Nelle linee di produzione per la tempera e la piegatura del vetro, il regolatore rappresenta il “cuore” del forno. Se gli elementi di riscaldamento iniziano a funzionare male, se ne accorge subito: la temperatura varia, le curvature non sono costanti e il vetro non riesce a resistere alle sollecitazioni termiche. Abbiamo progettato i nostri elementi di regolazione in modo che funzionino nel modo desiderato da una fabbrica di vetro: in modo uniforme, ripetibile e prevedibile.
Ciò che è importante all’interno del dispositivo
Il nucleo degli elementi di regolazione è fatto di quarzo ad alta purezza, scelto per la sua capacità di reagire rapidamente e per la sua emissività costante, anche dopo cicli termici ripetuti. Gli elementi sono progettati per funzionare a 230 V o 400 V, con densità di potenza adeguata alla geometria del regolatore, in modo che il campo termico rimanga uniforme.
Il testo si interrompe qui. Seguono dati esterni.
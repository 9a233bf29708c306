//! Aggregation and rendering of scan results.
//!
//! Three sinks are involved and each message names its target explicitly:
//! the fixed-width text report, the comma-delimited table, and the console
//! that receives the closing summary.

use std::borrow::Cow;
use std::io::{self, Write};
use std::path::PathBuf;

use colored::*;
use tracing::debug;

use crate::classifier::CommentSymbols;
use crate::languages::LanguageTable;
use crate::scanner::{scan_file, FileRecord};

pub const HEADERS: [&str; 6] = ["Filename", "Language", "lines", "blank", "comment", "code"];

const NAME_WIDTH: usize = 106;
const LANG_WIDTH: usize = 23;
const NUM_WIDTH: usize = 8;
const BORDER_WIDTH: usize = 178;

/// Run-wide totals, accumulated in scan order.
#[derive(Debug, Default, Clone, Copy, PartialEq, Eq)]
pub struct RunTotals {
    pub files: u64,
    pub lines: u64,
    pub blank: u64,
    pub comment: u64,
}

impl RunTotals {
    /// Every record counts as a file; degraded ones add no lines.
    pub fn record(&mut self, record: &FileRecord) {
        self.files += 1;
        if let Some(counts) = record.counts {
            self.lines += counts.lines;
            self.blank += counts.blank;
            self.comment += counts.comment;
        }
    }

    pub fn code(&self) -> u64 {
        self.lines - self.blank - self.comment
    }
}

/// Truncates to `max_len` characters by keeping the tail and prefixing "...".
fn truncate_start(s: &str, max_len: usize) -> Cow<'_, str> {
    let char_count = s.chars().count();
    if char_count <= max_len {
        Cow::Borrowed(s)
    } else {
        let skip_count = char_count - (max_len - 3);
        let truncated: String = s.chars().skip(skip_count).collect();
        Cow::Owned(format!("...{}", truncated))
    }
}

fn format_row(name: &str, language: &str, numbers: &[String; 4]) -> String {
    let mut row = format!(
        "|  {:<name_w$} |  {:<lang_w$} |",
        truncate_start(name, NAME_WIDTH),
        truncate_start(language, LANG_WIDTH),
        name_w = NAME_WIDTH,
        lang_w = LANG_WIDTH
    );
    for n in numbers {
        row.push_str(&format!("{:>width$} |", n, width = NUM_WIDTH));
    }
    row
}

/// Numeric columns of a record; empty strings for a degraded record.
fn number_fields(record: &FileRecord) -> [String; 4] {
    match record.counts {
        Some(c) => [
            c.lines.to_string(),
            c.blank.to_string(),
            c.comment.to_string(),
            c.code().to_string(),
        ],
        None => Default::default(),
    }
}

fn csv_field(field: &str) -> Cow<'_, str> {
    if field.contains([',', '"', '\n', '\r']) {
        Cow::Owned(format!("\"{}\"", field.replace('"', "\"\"")))
    } else {
        Cow::Borrowed(field)
    }
}

fn write_csv_row<W: Write, S: AsRef<str>>(out: &mut W, fields: &[S]) -> io::Result<()> {
    let line = fields
        .iter()
        .map(|f| csv_field(f.as_ref()))
        .collect::<Vec<_>>()
        .join(",");
    write!(out, "{}\r\n", line)
}

fn totals_lines(totals: &RunTotals) -> [(&'static str, u64); 5] {
    [
        ("Files:         ", totals.files),
        ("Lines:         ", totals.lines),
        ("Blank lines:   ", totals.blank),
        ("Comment lines: ", totals.comment),
        ("Code lines:    ", totals.code()),
    ]
}

/// Writes report and table rows as records arrive and keeps the running totals.
pub struct Reporter<R: Write, T: Write> {
    report: R,
    table: T,
    totals: RunTotals,
}

impl<R: Write, T: Write> Reporter<R, T> {
    /// Writes the header of both outputs.
    pub fn new(mut report: R, mut table: T) -> io::Result<Self> {
        write_csv_row(&mut table, &HEADERS)?;
        writeln!(report, "{}", "-".repeat(BORDER_WIDTH))?;
        let [name, language, rest @ ..] = HEADERS;
        writeln!(
            report,
            "{}",
            format_row(name, language, &rest.map(String::from))
        )?;
        writeln!(report, "{}", "-".repeat(BORDER_WIDTH))?;
        Ok(Reporter {
            report,
            table,
            totals: RunTotals::default(),
        })
    }

    pub fn record(&mut self, record: &FileRecord) -> io::Result<()> {
        let numbers = number_fields(record);
        let path = record.path.to_string_lossy();
        write_csv_row(
            &mut self.table,
            &[
                &*path,
                record.language.as_str(),
                numbers[0].as_str(),
                numbers[1].as_str(),
                numbers[2].as_str(),
                numbers[3].as_str(),
            ],
        )?;

        let name = record
            .path
            .file_name()
            .map(|n| n.to_string_lossy())
            .unwrap_or(path);
        writeln!(
            self.report,
            "{}",
            format_row(&name, &record.language, &numbers)
        )?;

        self.totals.record(record);
        Ok(())
    }

    /// Appends the totals block to the report (never to the table) and flushes
    /// both outputs.
    pub fn finish(mut self) -> io::Result<RunTotals> {
        writeln!(self.report, "{}", "-".repeat(BORDER_WIDTH))?;
        writeln!(self.report)?;
        writeln!(self.report, "Totals")?;
        writeln!(self.report, "{}", "-".repeat(20))?;
        for (label, value) in totals_lines(&self.totals) {
            writeln!(self.report, "{}{}", label, value)?;
        }
        self.report.flush()?;
        self.table.flush()?;
        Ok(self.totals)
    }
}

/// Scan `files` in the given order, feeding every record to `reporter`.
pub fn scan_files<R: Write, T: Write>(
    files: &[PathBuf],
    languages: &LanguageTable,
    symbols: &CommentSymbols,
    mut reporter: Reporter<R, T>,
) -> io::Result<RunTotals> {
    let mut degraded = 0usize;
    for path in files {
        let record = scan_file(path, languages, symbols);
        if record.is_degraded() {
            degraded += 1;
        }
        reporter.record(&record)?;
    }
    debug!(files = files.len(), degraded, "scan complete");
    reporter.finish()
}

/// The short summary printed to the console once both outputs are written.
pub fn write_summary<W: Write + ?Sized>(console: &mut W, totals: &RunTotals) -> io::Result<()> {
    writeln!(console)?;
    writeln!(console, "{}", "Summary".blue().bold())?;
    writeln!(console, "{}", "-".repeat(20))?;
    for (label, value) in totals_lines(totals) {
        writeln!(console, "{}{}", label, value.to_string().bright_yellow())?;
    }
    Ok(())
}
I terminali di collegamento sono facili da sostituire, e la geometria della zona calda è progettata per evitare zone troppo calde o troppo fredde. Si può quindi contare su un rendimento costante anche dopo migliaia di ore di funzionamento; abbiamo unità che funzionano da oltre 5.000 ore con una diminuzione del rendimento inferiore al 5%.
Nelle operazioni di tempera e piegatura, il regolatore deve raggiungere rapidamente la temperatura desiderata e mantenerla. Questi elementi permettono un riscaldamento rapido, riducendo così i tempi di ciclo e mantenendo stabile la produzione. Un riscaldamento uniforme riduce le sollecitazioni termiche e diminuisce i difetti dovuti a fratture o distorsioni ottiche. Inoltre, si riduce anche il consumo energetico, poiché gli elementi si riscaldano rapidamente e producono meno calore inutilizzato.
Nelle linee di sigillatura dei vetri isolanti e nelle zone di essiccazione dei rivestimenti, lo stesso principio di funzionamento garantisce una protezione efficace delle giunzioni tra i vetri e mantiene l’integrità del rivestimento. Il risultato è meno prodotti scartati, meno fermate della linea di produzione e un consumo energetico più basso per metro quadrato.
L’importante è abbinare correttamente la tensione e la configurazione degli elementi al proprio forno. Un abbinamento errato provoca una distribuzione disomogenea del carico e accorcia la durata di vita degli elementi. Inoltre, gli elementi di quarzo richiedono una manutenzione attenta: uno urto improvviso può causare crepe microscopiche che, con i cicli termici, possono diventare più gravi.
È opportuno pianificare l’installazione durante le manutenzioni programmate, verificando attentamente l’allineamento dei connettori e le distanze tra di essi prima di alimentare il dispositivo. Inoltre, non bisogna far funzionare il regolatore al di sotto della temperatura prevista; ciò potrebbe causare condensazione e corrosione sui terminali. È fondamentale mantenere il dispositivo entro i limiti prestabiliti.